=== Work to be completed ===
All lines in the records below with the word "Mutex" must be returned.

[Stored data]
>>>>>
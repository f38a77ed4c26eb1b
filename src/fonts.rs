use fontdb::{Database, Family, Query, Stretch, Style, Weight};
use once_cell::sync::Lazy;
use std::collections::HashMap;
use std::sync::Mutex;
use ttf_parser::Face;

static FONT_CATALOG: Lazy<Mutex<FontCatalog>> = Lazy::new(|| Mutex::new(FontCatalog::new()));

/// First preference found in `installed` (case-insensitive), else `default`.
pub fn resolve_font_family(preferences: &[String], installed: &[String], default: &str) -> String {
    for preferred in preferences {
        if let Some(found) = installed
            .iter()
            .find(|name| name.eq_ignore_ascii_case(preferred.trim()))
        {
            return found.clone();
        }
    }
    default.to_string()
}

pub fn installed_families() -> Vec<String> {
    match FONT_CATALOG.lock() {
        Ok(mut guard) => guard.families(),
        Err(_) => Vec::new(),
    }
}

/// Resolves against the system fonts.
pub fn resolve_installed(preferences: &[String], default: &str) -> String {
    let installed = installed_families();
    let resolved = resolve_font_family(preferences, &installed, default);
    log::debug!("font preferences {preferences:?} resolved to {resolved:?}");
    resolved
}

/// Advance width of `text`, or `None` if no face matches `font_family`.
pub fn measure_text_width(text: &str, font_size: f32, font_family: &str, bold: bool) -> Option<f32> {
    if text.is_empty() || font_size <= 0.0 {
        return Some(0.0);
    }
    let mut guard = FONT_CATALOG.lock().ok()?;
    guard.measure(text, font_size, font_family, bold)
}

/// Width estimate used when no font can be loaded.
pub fn estimate_text_width(text: &str, font_size: f32) -> f32 {
    text.chars().count() as f32 * font_size * 0.56
}

pub fn text_width(text: &str, font_size: f32, font_family: &str, bold: bool) -> f32 {
    measure_text_width(text, font_size, font_family, bold)
        .unwrap_or_else(|| estimate_text_width(text, font_size))
}

struct FontCatalog {
    db: Database,
    loaded_system_fonts: bool,
    faces: HashMap<(String, bool), Option<FaceData>>,
}

struct FaceData {
    bytes: Vec<u8>,
    index: u32,
}

impl FontCatalog {
    fn new() -> Self {
        Self {
            db: Database::new(),
            loaded_system_fonts: false,
            faces: HashMap::new(),
        }
    }

    fn ensure_loaded(&mut self) {
        if !self.loaded_system_fonts {
            self.db.load_system_fonts();
            self.loaded_system_fonts = true;
            log::debug!("loaded {} system font faces", self.db.len());
        }
    }

    fn families(&mut self) -> Vec<String> {
        self.ensure_loaded();
        let mut names: Vec<String> = self
            .db
            .faces()
            .flat_map(|face| face.families.iter().map(|(name, _)| name.clone()))
            .collect();
        names.sort();
        names.dedup();
        names
    }

    fn measure(&mut self, text: &str, font_size: f32, font_family: &str, bold: bool) -> Option<f32> {
        let key = (font_family.trim().to_string(), bold);
        if !self.faces.contains_key(&key) {
            let face = self.load_face(font_family, bold);
            self.faces.insert(key.clone(), face);
        }
        let data = self.faces.get(&key)?.as_ref()?;
        let face = Face::parse(&data.bytes, data.index).ok()?;
        let scale = font_size / face.units_per_em().max(1) as f32;
        let fallback = font_size * 0.56;

        let mut width = 0.0f32;
        for ch in text.chars() {
            if ch == '\n' {
                continue;
            }
            let advance = face
                .glyph_index(ch)
                .and_then(|glyph| face.glyph_hor_advance(glyph));
            match advance {
                Some(advance) if advance > 0 => width += advance as f32 * scale,
                _ => width += fallback,
            }
        }
        Some(width.max(0.0))
    }

    fn load_face(&mut self, font_family: &str, bold: bool) -> Option<FaceData> {
        self.ensure_loaded();
        let family = match font_family.trim().to_ascii_lowercase().as_str() {
            "" | "sans-serif" => Family::SansSerif,
            "serif" => Family::Serif,
            "monospace" => Family::Monospace,
            _ => Family::Name(font_family.trim()),
        };
        let families = [family, Family::SansSerif];
        let query = Query {
            families: &families,
            weight: if bold { Weight::BOLD } else { Weight::NORMAL },
            stretch: Stretch::Normal,
            style: Style::Normal,
        };
        let id = self.db.query(&query)?;
        let mut loaded = None;
        self.db.with_face_data(id, |data, index| {
            if Face::parse(data, index).is_ok() {
                loaded = Some(FaceData {
                    bytes: data.to_vec(),
                    index,
                });
            }
        });
        loaded
    }
}

#[cfg(test)]
mod tests {
    use super::*;

    fn names(values: &[&str]) -> Vec<String> {
        values.iter().map(|v| v.to_string()).collect()
    }

    #[test]
    fn picks_first_installed_preference() {
        let preferences = names(&["Helvetica Neue", "Arial", "DejaVu Sans"]);
        let installed = names(&["DejaVu Sans", "Arial", "Noto Sans"]);
        assert_eq!(
            resolve_font_family(&preferences, &installed, "sans-serif"),
            "Arial"
        );
    }

    #[test]
    fn matches_case_insensitively() {
        let preferences = names(&["dejavu sans"]);
        let installed = names(&["DejaVu Sans"]);
        assert_eq!(
            resolve_font_family(&preferences, &installed, "sans-serif"),
            "DejaVu Sans"
        );
    }

    #[test]
    fn falls_back_to_default() {
        let preferences = names(&["Helvetica Neue"]);
        let installed = names(&["Noto Sans"]);
        assert_eq!(
            resolve_font_family(&preferences, &installed, "sans-serif"),
            "sans-serif"
        );
        assert_eq!(resolve_font_family(&[], &installed, "monospace"), "monospace");
    }

    #[test]
    fn text_width_is_positive_and_monotonic() {
        let short = text_width("Geit", 10.0, "sans-serif", false);
        let long = text_width("Geitenhouderij", 10.0, "sans-serif", false);
        assert!(short > 0.0);
        assert!(long > short);
        assert_eq!(text_width("", 10.0, "sans-serif", false), 0.0);
    }
}
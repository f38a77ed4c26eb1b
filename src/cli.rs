use crate::basemap::fetch_tiles;
use crate::config::{Config, load_config};
use crate::coverage::{RegionCoverage, annotate};
use crate::layout::{ResolvedFonts, compute_layout, compute_viewport, map_extent};
use crate::render::{render_svg, write_output_png, write_output_svg};
use anyhow::Result;
use clap::{Parser, ValueEnum};
use std::path::PathBuf;

#[derive(Parser, Debug)]
#[command(name = "goatmap", version, about = "Render the goat-farm risk-zone map")]
pub struct Args {
    /// Output file (svg/png)
    #[arg(short = 'o', long = "output", default_value = "map_visualization.png")]
    pub output: PathBuf,

    /// Output format
    #[arg(short = 'e', long = "outputFormat", value_enum, default_value = "png")]
    pub output_format: OutputFormat,

    /// Config JSON file (layout, theme, basemap and scene overrides)
    #[arg(short = 'c', long = "configFile")]
    pub config: Option<PathBuf>,

    /// Raster resolution
    #[arg(long = "dpi")]
    pub dpi: Option<f32>,

    /// Skip fetching basemap tiles
    #[arg(long = "no-basemap")]
    pub no_basemap: bool,

    /// Do not draw coverage percentages
    #[arg(long = "no-coverage-labels")]
    pub no_coverage_labels: bool,

    /// Print the coverage table as JSON and exit
    #[arg(long = "dump-coverage")]
    pub dump_coverage: bool,
}

#[derive(ValueEnum, Debug, Clone, Copy)]
pub enum OutputFormat {
    Svg,
    Png,
}

pub fn run() -> Result<()> {
    let args = Args::parse();
    let mut config = load_config(args.config.as_deref())?;
    apply_args(&mut config, &args);
    config.validate()?;

    let projected = config.scene.project(config.coverage.quad_segments);
    let coverage = annotate(projected.region_polygons(), &projected.zone);
    log::info!(
        "{} of {} regions overlap the {} m risk zone",
        coverage.len(),
        projected.regions.len(),
        config.scene.risk_zone.radius_m
    );

    if args.dump_coverage {
        println!("{}", coverage_json(&coverage)?);
        return Ok(());
    }

    let tiles = if config.basemap.enabled {
        let viewport = compute_viewport(&config.layout);
        let extent = map_extent(&projected, &config.layout, &viewport)?;
        fetch_tiles(&config.basemap, &extent)?
    } else {
        log::info!("Basemap disabled");
        Vec::new()
    };

    let fonts = ResolvedFonts::resolve(&config.theme);
    let layout = compute_layout(&config, &projected, &coverage, &tiles, &fonts)?;
    let svg = render_svg(&layout, &config.style);

    match args.output_format {
        OutputFormat::Svg => write_output_svg(&svg, Some(args.output.as_path()))?,
        OutputFormat::Png => write_output_png(&svg, &args.output, &config.render, &fonts.sans)?,
    }
    println!("Map saved to: {}", args.output.display());
    Ok(())
}

fn apply_args(config: &mut Config, args: &Args) {
    if let Some(dpi) = args.dpi {
        config.render.dpi = dpi;
    }
    if args.no_basemap {
        config.basemap.enabled = false;
    }
    if args.no_coverage_labels {
        config.layout.coverage_labels = false;
    }
}

pub fn coverage_json(coverage: &[RegionCoverage]) -> Result<String> {
    Ok(serde_json::to_string_pretty(coverage)?)
}

#[cfg(test)]
mod tests {
    use super::*;

    #[test]
    fn bare_invocation_writes_default_png() {
        let args = Args::parse_from(["goatmap"]);
        assert_eq!(args.output, PathBuf::from("map_visualization.png"));
        assert!(matches!(args.output_format, OutputFormat::Png));
        let mut config = Config::default();
        apply_args(&mut config, &args);
        assert!(config.basemap.enabled);
        assert_eq!(config.render.dpi, 300.0);
    }

    #[test]
    fn flags_override_config() {
        let args = Args::parse_from([
            "goatmap",
            "--no-basemap",
            "--no-coverage-labels",
            "--dpi",
            "96",
            "-e",
            "svg",
        ]);
        let mut config = Config::default();
        apply_args(&mut config, &args);
        assert!(!config.basemap.enabled);
        assert!(!config.layout.coverage_labels);
        assert_eq!(config.render.dpi, 96.0);
        assert!(matches!(args.output_format, OutputFormat::Svg));
    }

    #[test]
    fn coverage_dump_is_json_array() {
        let config = Config::default();
        let projected = config.scene.project(16);
        let coverage = annotate(projected.region_polygons(), &projected.zone);
        let json = coverage_json(&coverage).expect("json");
        let value: serde_json::Value = serde_json::from_str(&json).expect("parse");
        let items = value.as_array().expect("array");
        assert_eq!(items.len(), coverage.len());
        assert!(items.iter().all(|item| item.get("percentage").is_some()));
    }
}
use thiserror::Error;

#[derive(Debug, Error)]
pub enum MapError {
    #[error("invalid scene: {0}")]
    InvalidScene(String),

    #[error("invalid config: {0}")]
    InvalidConfig(String),

    #[error("map extent is empty")]
    EmptyExtent,

    #[error("basemap request for {url} failed: {message}")]
    Basemap { url: String, message: String },

    #[error("basemap needs {requested} tiles at zoom {zoom}, limit is {limit}")]
    TileLimit {
        requested: usize,
        zoom: u8,
        limit: usize,
    },
}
<<<<<
=== Answer to this problem ===
use std::sync::Mutex;
static FONT_CATALOG: Lazy<Mutex<FontCatalog>> = Lazy::new(|| Mutex::new(FontCatalog::new()));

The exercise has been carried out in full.